Она готова была оставаться сколько угодно в этом терпимом отделении, где летом выпускали даже гулять в маленький пыльный садик, там чирикали и суетились воробьи, искали что-то в сорной траве, выясняли неизвестные отношения, на них можно было смотреть долго-долго. Юра время от времени ее навещал, приносил, как положено, апельсины и сок, сыпал щедрей обычного прибаутками, заполнял время словами, чтобы не томиться молчанием — или для чего-то еще? Трудно было отделаться от чувства, что и он, как она, ищет способ вытеснить, заглушить постороннее механическое шебуршанье, бормотанье неживых волоконец вокруг ушей или внутри головы — а может, не замечая, сам его как бы озвучивает. У нее была мысль попросить, чтобы он принес из дома какую нибудь книжку стихов для воспоминания, но опять же удержал страх, что будет читать только слова, не узнавая того, чем они были прежде. Она ведь и на Юру смотрела с мучительным напряжением: действительно ли с этим человеком что то было связано в ее жизни? — и не получала подтверждения.
Однажды он пришел, возбужденный больше обычного, принес целую папку бумаг, напечатанных на машинке, разграфленных и заранее заполненных, там надо было только поставить подпись. Речь шла об уже назначенном сносе дома, о необходимости срочно оформить развод и так же срочно оформить брак с Раей, чтобы тут же ее и прописать, в таком случае двум семьям должны бы ли бы предоставить отдельные квартиры, причем Юре с Раей как минимум даже двухкомнатную, потому что она очень кстати забеременела, и он уже договорился с кем надо обо всем, что надо, а с кем надо раздавил бутылочку-другую, это даже не так дорого стоило, ты не поверишь, такую возможность нельзя упустить, все в выигрыше, — похохатывал, возбужденный и довольный своими прохиндейскими способностями, но на нее посматривал с заискивающей неуверенностью: от ее подписи теперь все зависело. Слабые фигуры людей в больничных одеяниях медленно проплывали по больничному садику. Вялый умственный голос напоминал Симе об опасности подвоха — но такой он был ослабленный, такой безразличный, как будто речь шла не о ней: так было все равно. «Если б было все равно, люди б лазили в окно», — с готовностью подхватил он подписанные листки. «А люди не бздели, прорубили двери»…
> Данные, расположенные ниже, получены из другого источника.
use serde::{Deserialize, Serialize};

use crate::core::{MAX_DRAWN_DIVISIONS, MinorType, Projection, drawn_divisions};
use crate::diagnostics::{Diagnostics, ScaleBarWarning};
use crate::error::{ScaleBarError, ScaleBarResult};
use crate::render::Color;
use crate::style::validation::{
    UnknownKeys, check_colors, check_min, check_optional_min, check_range, color_list,
    report_unknown,
};

/// How the bar itself is drawn.
#[derive(Debug, Clone, Copy, PartialEq, Eq, Hash, Default, Serialize, Deserialize)]
#[serde(rename_all = "snake_case")]
pub enum BarKind {
    /// Alternating filled rectangles.
    #[default]
    Boxes,
    /// A baseline with vertical tick marks.
    Ticks,
}

/// Vertical placement of tick marks relative to the baseline.
#[derive(Debug, Clone, Copy, PartialEq, Eq, Hash, Default, Serialize, Deserialize)]
#[serde(rename_all = "snake_case")]
pub enum TickLoc {
    #[default]
    Above,
    Below,
    Middle,
}

#[derive(Debug, Clone, PartialEq, Serialize)]
pub struct BarStyle {
    /// `None` measures in the axis CRS.
    pub projection: Option<Projection>,
    pub unit: Option<String>,
    /// Counter-clockwise degrees.
    pub rotation: f64,
    pub max: Option<f64>,
    /// Inches, or a fraction of the axis when below 1.
    pub length: Option<f64>,
    pub major_mult: Option<f64>,
    /// Inches.
    pub height: f64,
    pub reverse: bool,
    pub major_div: Option<u32>,
    pub minor_div: Option<u32>,
    pub minor_frac: f64,
    pub minor_type: MinorType,
    pub facecolors: Vec<Color>,
    pub edgecolors: Vec<Color>,
    /// Points.
    pub edgewidth: f64,
    pub tick_loc: TickLoc,
    pub basecolors: Vec<Color>,
    pub tickcolors: Vec<Color>,
    /// Points.
    pub tickwidth: f64,
    pub raster_dpi: Option<f64>,
    pub raster_dpi_scale: f64,
}

const BOXES_ONLY: [&str; 3] = ["facecolors", "edgecolors", "edgewidth"];
const TICKS_ONLY: [&str; 5] = ["minor_frac", "tick_loc", "basecolors", "tickcolors", "tickwidth"];

impl BarStyle {
    pub fn validate(&self) -> ScaleBarResult<()> {
        check_range("bar.rotation", self.rotation, -360.0, 360.0)?;
        check_optional_min("bar.max", self.max, 0.0)?;
        check_optional_min("bar.length", self.length, 0.0)?;
        check_optional_min("bar.major_mult", self.major_mult, 0.0)?;
        check_min("bar.height", self.height, 0.0)?;
        if self.major_div == Some(0) {
            return Err(ScaleBarError::config("bar.major_div", "must be >= 1"));
        }
        let counts = [("bar.major_div", self.major_div), ("bar.minor_div", self.minor_div)];
        for (field, divisions) in counts {
            if divisions.is_some_and(|n| n > MAX_DRAWN_DIVISIONS) {
                return Err(ScaleBarError::config(
                    field,
                    format!("must be <= {MAX_DRAWN_DIVISIONS}"),
                ));
            }
        }
        if let (Some(major), Some(minor)) = (self.major_div, self.minor_div)
            && drawn_divisions(major, minor).is_none()
        {
            return Err(ScaleBarError::config(
                "bar.minor_div",
                format!("major_div * minor_div must be <= {MAX_DRAWN_DIVISIONS}"),
            ));
        }
        check_range("bar.minor_frac", self.minor_frac, 0.0, 1.0)?;
        check_colors("bar.facecolors", &self.facecolors)?;
        check_colors("bar.edgecolors", &self.edgecolors)?;
        check_min("bar.edgewidth", self.edgewidth, 0.0)?;
        check_colors("bar.basecolors", &self.basecolors)?;
        check_colors("bar.tickcolors", &self.tickcolors)?;
        check_min("bar.tickwidth", self.tickwidth, 0.0)?;
        if let Some(dpi) = self.raster_dpi {
            check_min("bar.raster_dpi", dpi, f64::MIN_POSITIVE)?;
        }
        check_min("bar.raster_dpi_scale", self.raster_dpi_scale, f64::MIN_POSITIVE)?;
        Ok(())
    }

    /// Merges overrides onto a copy, skipping keys that do not apply to `kind`.
    pub fn merge(
        &self,
        overrides: &BarOverrides,
        kind: BarKind,
        diagnostics: &mut Diagnostics,
    ) -> ScaleBarResult<Self> {
        report_unknown("bar", &overrides.unknown, diagnostics);
        let (ignored, reason): (&[&str], _) = match kind {
            BarKind::Boxes => (&TICKS_ONLY, "only used by ticks-style bars"),
            BarKind::Ticks => (&BOXES_ONLY, "only used by boxes-style bars"),
        };
        let mut applies = |key: &'static str, is_set: bool| {
            if is_set && ignored.contains(&key) {
                diagnostics.warn(ScaleBarWarning::StyleKeyIgnored {
                    section: "bar",
                    key: key.to_owned(),
                    reason,
                });
                return false;
            }
            is_set
        };

        let mut merged = self.clone();
        if let Some(projection) = &overrides.projection {
            merged.projection = Some(projection.clone());
        }
        if let Some(unit) = &overrides.unit {
            merged.unit = Some(unit.clone());
        }
        if let Some(rotation) = overrides.rotation {
            merged.rotation = rotation;
        }
        if overrides.max.is_some() {
            merged.max = overrides.max;
        }
        if overrides.length.is_some() {
            merged.length = overrides.length;
        }
        if overrides.major_mult.is_some() {
            merged.major_mult = overrides.major_mult;
        }
        if let Some(height) = overrides.height {
            merged.height = height;
        }
        if let Some(reverse) = overrides.reverse {
            merged.reverse = reverse;
        }
        if overrides.major_div.is_some() {
            merged.major_div = overrides.major_div;
        }
        if overrides.minor_div.is_some() {
            merged.minor_div = overrides.minor_div;
        }
        if let Some(minor_type) = overrides.minor_type {
            merged.minor_type = minor_type;
        }
        if overrides.raster_dpi.is_some() {
            merged.raster_dpi = overrides.raster_dpi;
        }
        if let Some(scale) = overrides.raster_dpi_scale {
            merged.raster_dpi_scale = scale;
        }

        if applies("facecolors", overrides.facecolors.is_some()) {
            merged.facecolors = overrides.facecolors.clone().unwrap_or_default();
        }
        if applies("edgecolors", overrides.edgecolors.is_some()) {
            merged.edgecolors = overrides.edgecolors.clone().unwrap_or_default();
        }
        if applies("edgewidth", overrides.edgewidth.is_some()) {
            merged.edgewidth = overrides.edgewidth.unwrap_or(merged.edgewidth);
        }
        if applies("minor_frac", overrides.minor_frac.is_some()) {
            merged.minor_frac = overrides.minor_frac.unwrap_or(merged.minor_frac);
        }
        if applies("tick_loc", overrides.tick_loc.is_some()) {
            merged.tick_loc = overrides.tick_loc.unwrap_or(merged.tick_loc);
        }
        if applies("basecolors", overrides.basecolors.is_some()) {
            merged.basecolors = overrides.basecolors.clone().unwrap_or_default();
        }
        if applies("tickcolors", overrides.tickcolors.is_some()) {
            merged.tickcolors = overrides.tickcolors.clone().unwrap_or_default();
        }
        if applies("tickwidth", overrides.tickwidth.is_some()) {
            merged.tickwidth = overrides.tickwidth.unwrap_or(merged.tickwidth);
        }

        merged.validate()?;
        Ok(merged)
    }
}

/// Serialized `bar` section.
#[derive(Debug, Clone, Default, PartialEq, Serialize, Deserialize)]
#[serde(default)]
pub struct BarOverrides {
    pub projection: Option<Projection>,
    pub unit: Option<String>,
    pub rotation: Option<f64>,
    pub max: Option<f64>,
    pub length: Option<f64>,
    pub major_mult: Option<f64>,
    pub height: Option<f64>,
    pub reverse: Option<bool>,
    pub major_div: Option<u32>,
    pub minor_div: Option<u32>,
    pub minor_frac: Option<f64>,
    pub minor_type: Option<MinorType>,
    #[serde(deserialize_with = "color_list")]
    pub facecolors: Option<Vec<Color>>,
    #[serde(deserialize_with = "color_list")]
    pub edgecolors: Option<Vec<Color>>,
    pub edgewidth: Option<f64>,
    pub tick_loc: Option<TickLoc>,
    #[serde(deserialize_with = "color_list")]
    pub basecolors: Option<Vec<Color>>,
    #[serde(deserialize_with = "color_list")]
    pub tickcolors: Option<Vec<Color>>,
    pub tickwidth: Option<f64>,
    pub raster_dpi: Option<f64>,
    pub raster_dpi_scale: Option<f64>,
    #[serde(flatten, skip_serializing)]
    pub unknown: UnknownKeys,
}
Нет, он и тут ее не обманул, он действительно сделал, как говорил, даже в какое то учреждение, то есть суд, не только свозил ее из больницы, переодев в лучшее, из дома принесенное платье, но взял на себя все хлопоты, оформление и перевозку вещей. Без него бы она просто не справилась, могла бы, глядишь, и вовсе остаться ни с чем. Это лишь потом по настоящему до нее дошло; каких только историй она не наслушалась! При тогдашней ее беспомощности легче легкого было ее обмануть. Из больницы она вернулась уже в новую отдельную квартиру на первом этаже чужого девятиэтажного дома. Все вещи и мебель, включая пианино, были уже на месте и, вероятно, в сохранности, проверять подробно у нее не было сил, она извлекала потом разные предметы из упаковочных коробок долго, без охоты, по надобности, а так обходилась. Какая то у нее вдобавок появилась неприязнь к всегдашним вещам, даже к собствен ному белью; она, одеваясь по утрам, старалась как бы себя не видеть в этих зимних чулках с резинкой, лиловых рейтузах, спешила поскорей закрыться сама от себя платьем. Точно так же неприятен ей стал процесс еды — точно постороннее пристальное сознание против воли отмечало то, что должно было совершаться автоматически, без внимания, в потайной темноте кишок, желудка или мочевого пузыря. Наверно, это были тоже от ветвления болезни, с ними надо был справляться самой, не рассказывая никаким врачам, как не рассказывала она о тех же голосах, что до конца не утихомирились все-таки и в новой квартире.